I saw it on DVD whenever it first came out -- early 2006, I think -- and thought what everybody thought: damned good fight scenes, one great sex scene, some good dialogue, and some domestic scenes that don't work quite as well as the rough bits. (The kid who plays Viggo Mortensen's teenage son seems miscast.)
All that matched my memory of the movie from three years ago (except for the fact they couldn't show the sex scene on basic cable). What I'd completely forgotten about is the over-the-top genius of William Hurt as gangster Richie Cusack.
Quick plot summary: Mortensen plays a small-town restaurant owner who calls himself Tom Stall. He lives in the middle of nowhere with his incredibly hot wife, annoying teenage son, and quietly adorable daughter. When he foils a robbery in his restaurant, killing the two perps in the process, he gets his face in the news, and that brings some unexpected and unwelcome visitors.
Turns out, Tom is really Joey Cusack, a vicious hit man for the Philly mob and younger brother of mob boss Richie Cusack, played by Hurt. Or, at least, he used to be Joey. After his last escapade, which involved the unfortunate intersection of barbed wire and another gangster's eyeball, he fled the mob life, reinvented himself as a small-town family man, and lived in happy anonymity.
Which begs the question: Is it actually possible for a professional killer to just stop being a man of violence and, from pure force of will, turn himself into Ward Cleaver?
One of the most memorable crime novels I've read is The Killer Inside Me, by Jim Thompson. In that one, a boring small-town sheriff, Lou Ford, is actually a serial killer who hides in plain site by being so predictably dull. It's a terrific conceit for a novel, although I'm not sure if anyone could really wear the mask of normalcy as well as Thompson's protagonist does for much of the story.
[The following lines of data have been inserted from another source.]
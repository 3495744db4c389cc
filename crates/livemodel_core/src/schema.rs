//! Per-model schema derived from the table definition.

use crate::error::{CoreError, CoreResult};
use crate::types::Key;
use livemodel_channel::ColumnInfo;
use livemodel_codec::{FieldInfo, FieldType, Value};
use once_cell::sync::Lazy;
use regex::{Captures, Regex};
use std::collections::{BTreeSet, HashMap};

static PLACEHOLDER: Lazy<Regex> = Lazy::new(|| {
    #[allow(clippy::expect_used)]
    Regex::new(r"\$(PK|T)\b").expect("placeholder pattern is valid")
});

/// The mapped shape of one model: table, primary key and field descriptors.
///
/// Computed once, the first time the model is used, and immutable
/// afterwards. Ignored columns are not part of the schema.
#[derive(Debug)]
pub struct ModelSchema {
    model: String,
    table: String,
    primary_key: String,
    pk_index: usize,
    fields: Vec<FieldInfo>,
    index: HashMap<String, usize>,
    // NOT NULL without a SQL default: the engine would reject an insert
    // that leaves these out.
    required_on_insert: Vec<bool>,
    select_sql: String,
}

impl ModelSchema {
    pub(crate) fn from_columns(
        model: &str,
        table: &str,
        configured_pk: Option<&str>,
        ignored: &BTreeSet<String>,
        columns: Vec<ColumnInfo>,
    ) -> CoreResult<Self> {
        if columns.is_empty() {
            return Err(CoreError::schema(model, format!("table {table} does not exist")));
        }

        let primary_key = match configured_pk {
            Some(name) => {
                if !columns.iter().any(|c| c.name == name) {
                    return Err(CoreError::schema(
                        model,
                        format!("configured primary key {name} is not a column of {table}"),
                    ));
                }
                name.to_string()
            }
            None => {
                let declared: Vec<&ColumnInfo> =
                    columns.iter().filter(|c| c.primary_key_position > 0).collect();
                match declared.as_slice() {
                    [single] => single.name.clone(),
                    [] => {
                        return Err(CoreError::schema(
                            model,
                            format!("table {table} has no primary key"),
                        ))
                    }
                    _ => {
                        return Err(CoreError::schema(
                            model,
                            "composite primary keys are not supported",
                        ))
                    }
                }
            }
        };

        if ignored.contains(&primary_key) {
            return Err(CoreError::schema(model, "the primary key cannot be ignored"));
        }

        let mut fields = Vec::with_capacity(columns.len());
        let mut required_on_insert = Vec::with_capacity(columns.len());
        for column in columns.into_iter().filter(|c| !ignored.contains(&c.name)) {
            required_on_insert.push(column.not_null && column.default_sql.is_none());
            fields.push(FieldInfo::from_column(
                column.name,
                &column.declared_type,
                column.not_null,
                column.default_sql.as_deref(),
            ));
        }

        let index: HashMap<String, usize> = fields
            .iter()
            .enumerate()
            .map(|(i, f)| (f.name.clone(), i))
            .collect();
        let pk_index = index
            .get(&primary_key)
            .copied()
            .ok_or_else(|| CoreError::schema(model, "primary key column missing"))?;

        let columns_sql = fields
            .iter()
            .map(|f| quote_ident(&f.name))
            .collect::<Vec<_>>()
            .join(", ");
        let select_sql = format!("SELECT {columns_sql} FROM {}", quote_ident(table));

        Ok(Self {
            model: model.to_string(),
            table: table.to_string(),
            primary_key,
            pk_index,
            fields,
            index,
            required_on_insert,
            select_sql,
        })
    }

    /// Model name.
    pub fn model(&self) -> &str {
        &self.model
    }

    /// Table name.
    pub fn table(&self) -> &str {
        &self.table
    }

    /// Primary-key field name.
    pub fn primary_key(&self) -> &str {
        &self.primary_key
    }

    /// Descriptor of the primary-key field.
    pub fn primary_key_field(&self) -> &FieldInfo {
        &self.fields[self.pk_index]
    }

    /// All field descriptors, in column order.
    pub fn fields(&self) -> &[FieldInfo] {
        &self.fields
    }

    /// Looks up a field descriptor.
    pub fn field(&self, name: &str) -> Option<&FieldInfo> {
        self.index.get(name).map(|&i| &self.fields[i])
    }

    /// Field names, in column order.
    pub fn field_names(&self) -> Vec<String> {
        self.fields.iter().map(|f| f.name.clone()).collect()
    }

    pub(crate) fn field_index(&self, name: &str) -> Option<usize> {
        self.index.get(name).copied()
    }

    pub(crate) fn pk_index(&self) -> usize {
        self.pk_index
    }

    pub(crate) fn required_on_insert(&self, index: usize) -> bool {
        self.required_on_insert[index]
    }

    /// Initial values of a new instance with the given key.
    pub(crate) fn default_values(&self, key: &Key) -> Vec<Value> {
        let mut values: Vec<Value> = self.fields.iter().map(|f| f.default_value.clone()).collect();
        values[self.pk_index] = key.to_value();
        values
    }

    /// Converts a key to the primary-key column's type.
    pub(crate) fn normalize_key(&self, key: Key) -> CoreResult<Key> {
        match (self.primary_key_field().field_type, key) {
            (FieldType::Integer, Key::Text(text)) => text
                .trim()
                .parse::<i64>()
                .map(Key::Integer)
                .map_err(|_| {
                    CoreError::invalid_operation(format!(
                        "key {text:?} is not an integer, as {}.{} requires",
                        self.model, self.primary_key
                    ))
                }),
            (FieldType::Text, Key::Integer(n)) => Ok(Key::Text(n.to_string())),
            (_, key) => Ok(key),
        }
    }

    /// `SELECT <fields> FROM <table>`.
    pub(crate) fn select_sql(&self) -> &str {
        &self.select_sql
    }

    /// `SELECT <fields> FROM <table> WHERE <pk> = ?`.
    pub(crate) fn select_by_key_sql(&self) -> String {
        format!("{} WHERE {} = ?", self.select_sql, quote_ident(&self.primary_key))
    }

    /// `SELECT <fields> FROM <table> WHERE <pk> IN (?, ...)`.
    pub(crate) fn select_by_keys_sql(&self, count: usize) -> String {
        format!(
            "{} WHERE {} IN ({})",
            self.select_sql,
            quote_ident(&self.primary_key),
            placeholders(count)
        )
    }

    /// Replaces `$T` with the quoted table name and `$PK` with the quoted
    /// primary-key name.
    pub fn expand_placeholders(&self, sql: &str) -> String {
        PLACEHOLDER
            .replace_all(sql, |caps: &Captures<'_>| match &caps[1] {
                "T" => quote_ident(&self.table),
                _ => quote_ident(&self.primary_key),
            })
            .into_owned()
    }
}

/// Quotes an SQL identifier.
pub(crate) fn quote_ident(name: &str) -> String {
    format!("\"{}\"", name.replace('"', "\"\""))
}

/// `?, ?, ...` with `count` markers.
pub(crate) fn placeholders(count: usize) -> String {
    vec!["?"; count].join(", ")
}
A real-world example of a serial murderer hiding in plain sight is Wichita's BTK killer, who was a local city official and a leader in his church. He committed his final murder in 1991, and managed to go 13 years before he finally cracked and began drawing attention to himself again.
But a serial killer isn't the same as a hitman; no matter how much the mob enforcer enjoys his work, he's still doing a job. So I guess it's theoretically possible for that guy to settle down somewhere. But could he get married, raise a family, and run a business without any trace of his former occupation emerging until he thwarts a robbery many years later?
If so, I think it would be one for the psychology textbooks.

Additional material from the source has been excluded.